John and Mary
Chris, you asked me to write an “essay on John and Mary.” Since essays, like sonnets, have a standard form, I fear, benighted as I am, that should I attempt an essay I would produce a defective work to the scorn of the literati, so let us call this merely a piece.
As an historian I cannot escape the imperative to start with a brief account of our relationship with John and Mary. I will follow with some thoughts on my perceptions of them.
As an inveterate pedestrian, I walked to work daily past your house on Hillside Circle. After observing a little girl solitarily at play and since we had a little boy often solitarily at play, it occurred to me that together they might enhance the fun of their play time.
One day I boldly knocked on your door to be greeted by your sister and then your mother. Visits were arranged and I took pleasure in seeing you two doing things that kids best do together. I particularly noted the zeal which you both displayed in placing a number of coat hangers on bushes throughout the adjacent woodlands.
The social interaction of the children was soon followed by that of the parents. The foundation of this relationship was the first of a lengthy series of “birthday dinners” designed to celebrate the birthdays of Mary and Grace. This primal event was held at the Public House in Sturbridge and proved a most enjoyable evening as did all subsequent ones. As for paying the tab for these dinners, you acute father proposed that each of us would be responsible in alternate years, thus eliminating any unseemly altercations to end the meal. He even kept a record in his ever present pocket notebook. So I was never able to welch.

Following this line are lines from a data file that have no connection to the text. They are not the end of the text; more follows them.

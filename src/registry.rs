// Copyright (C) 2025 Phonefmt Contributors
//
// Licensed under the Apache License, Version 2.0 (the "License");
// you may not use this file except in compliance with the License.
// You may obtain a copy of the License at
//
// http://www.apache.org/licenses/LICENSE-2.0
//
// Unless required by applicable law or agreed to in writing, software
// distributed under the License is distributed on an "AS IS" BASIS,
// WITHOUT WARRANTIES OR CONDITIONS OF ANY KIND, either express or implied.
// See the License for the specific language governing permissions and
// limitations under the License.

use std::sync::LazyLock;

/// One entry of a country registry.
///
/// A record is matched by any of its `codes` and describes how a sanitized
/// number for that country is partitioned and displayed:
///
/// * `codes` — identifiers the lookup query is tested against, typically the
///   ISO-like region code plus the international dialing code.
/// * `pattern` — ordered digit-group lengths; entry `n` captures exactly `n`
///   consecutive digits.
/// * `template` — display string whose `$1..$N` placeholders receive the
///   captured groups.
///
/// The group count is expected to equal the placeholder count in `template`.
/// This is not validated; a mismatched record degrades to a partially
/// substituted string instead of failing.
#[derive(Debug, Clone, PartialEq, Eq)]
pub struct CountryRecord {
    pub codes: Vec<String>,
    pub pattern: Vec<usize>,
    pub template: String,
}

impl CountryRecord {
    pub fn new<C, S>(codes: C, pattern: Vec<usize>, template: impl Into<String>) -> Self
    where
        C: IntoIterator<Item = S>,
        S: Into<String>,
    {
        Self {
            codes: codes.into_iter().map(Into::into).collect(),
            pattern,
            template: template.into(),
        }
    }

    /// Whether this record answers to the given normalized query.
    pub fn matches(&self, query: &str) -> bool {
        self.codes.iter().any(|code| code == query)
    }
}

pub struct CountryRegistry;

impl CountryRegistry {
    /// The default ordered table used when a lookup is given no registry of
    /// its own. Order matters: the first matching record wins.
    pub fn registry() -> &'static [CountryRecord] {
        &DEFAULT_REGISTRY
    }
}

/// Built-in table covering common regions, keyed by region code and dialing
/// code. Patterns assume the sanitized number carries the dialing code, e.g.
/// `375291234567` for BY.
static DEFAULT_REGISTRY: LazyLock<Vec<CountryRecord>> = LazyLock::new(|| {
    vec![
        CountryRecord::new(["BY", "375"], vec![3, 2, 3, 2, 2], "$1 ($2) $3-$4-$5"),
        CountryRecord::new(["RU", "KZ", "7"], vec![1, 3, 3, 2, 2], "$1 ($2) $3-$4-$5"),
        CountryRecord::new(["UA", "380"], vec![3, 2, 3, 4], "$1 ($2) $3-$4"),
        CountryRecord::new(["US", "CA", "1"], vec![1, 3, 3, 4], "$1 ($2) $3-$4"),
        CountryRecord::new(["GB", "44"], vec![2, 2, 4, 4], "$1 $2 $3 $4"),
        CountryRecord::new(["DE", "49"], vec![2, 3, 7], "$1 $2 $3"),
        CountryRecord::new(["FR", "33"], vec![2, 1, 2, 2, 2, 2], "$1 $2 $3 $4 $5 $6"),
        CountryRecord::new(["PL", "48"], vec![2, 3, 3, 3], "$1 $2 $3 $4"),
    ]
});
// Copyright (C) 2025 Phonefmt Contributors
//
// Licensed under the Apache License, Version 2.0 (the "License");
// you may not use this file except in compliance with the License.
// You may obtain a copy of the License at
//
// http://www.apache.org/licenses/LICENSE-2.0
//
// Unless required by applicable law or agreed to in writing, software
// distributed under the License is distributed on an "AS IS" BASIS,
// WITHOUT WARRANTIES OR CONDITIONS OF ANY KIND, either express or implied.
// See the License for the specific language governing permissions and
// limitations under the License.

use regex::{Captures, Regex};

/// Whole-string matching over `regex::Regex`. A grouping expression must
/// span the entire digit string; leftover digits are not tolerated.
pub trait RegexFullMatch {
    fn full_match(&self, s: &str) -> bool;

    /// Captures only when the match covers the whole input.
    fn captures_full<'a>(&self, s: &'a str) -> Option<Captures<'a>>;
}

impl RegexFullMatch for Regex {
    fn full_match(&self, s: &str) -> bool {
        let found = self.find(s);
        if let Some(matched) = found {
            return matched.start() == 0 && matched.end() == s.len();
        }
        false
    }

    fn captures_full<'a>(&self, s: &'a str) -> Option<Captures<'a>> {
        let captures = self.captures(s)?;
        let full_capture = captures.get(0)?;
        if full_capture.start() != 0 || full_capture.end() != s.len() {
            return None;
        }

        Some(captures)
    }
}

In the mid-60s, your family moved to Washington (Rockville), and we acquired the humble sea-green cottage at Quonochontaug. The geographical separation did not end our friendship. Indeed, it grew in closeness and mutual affection in subsequent years. We frequently visited you and spent a number of Thanksgivings at your house. Each summer during many years, “your growing up years,” you and your folks were with us at Quonochontaug.
My memories of our times together there are many, none more vivid than the picnics on the long lonely stretch of beach west of the breachway which we reached by my little sloop. My recollection is particularly sharp of the day John and I got on the outgoing current of the breachway and capsized. Fortunately, we were rescued and the “Irish Navy,” as your father called it, survived for another day.
During these years, we scrupulously attended each others family functions. You were all present at both Lorraine and Bobby’s weddings. (At Bobby’s wedding John arrived with a bag of garbage in his car. He assured me he could not find a place to deposit it, and that he did not mean to use it at the reception.) You came also to our 50th wedding anniversary celebration, and we were present at your graduation from Mt. Holyoke. I had the honor to serve as head usher at your wedding and to propose the toast at your reception. (I proposed the toast in French, probably so badly pronounced that only the English speaking people there could understand it.)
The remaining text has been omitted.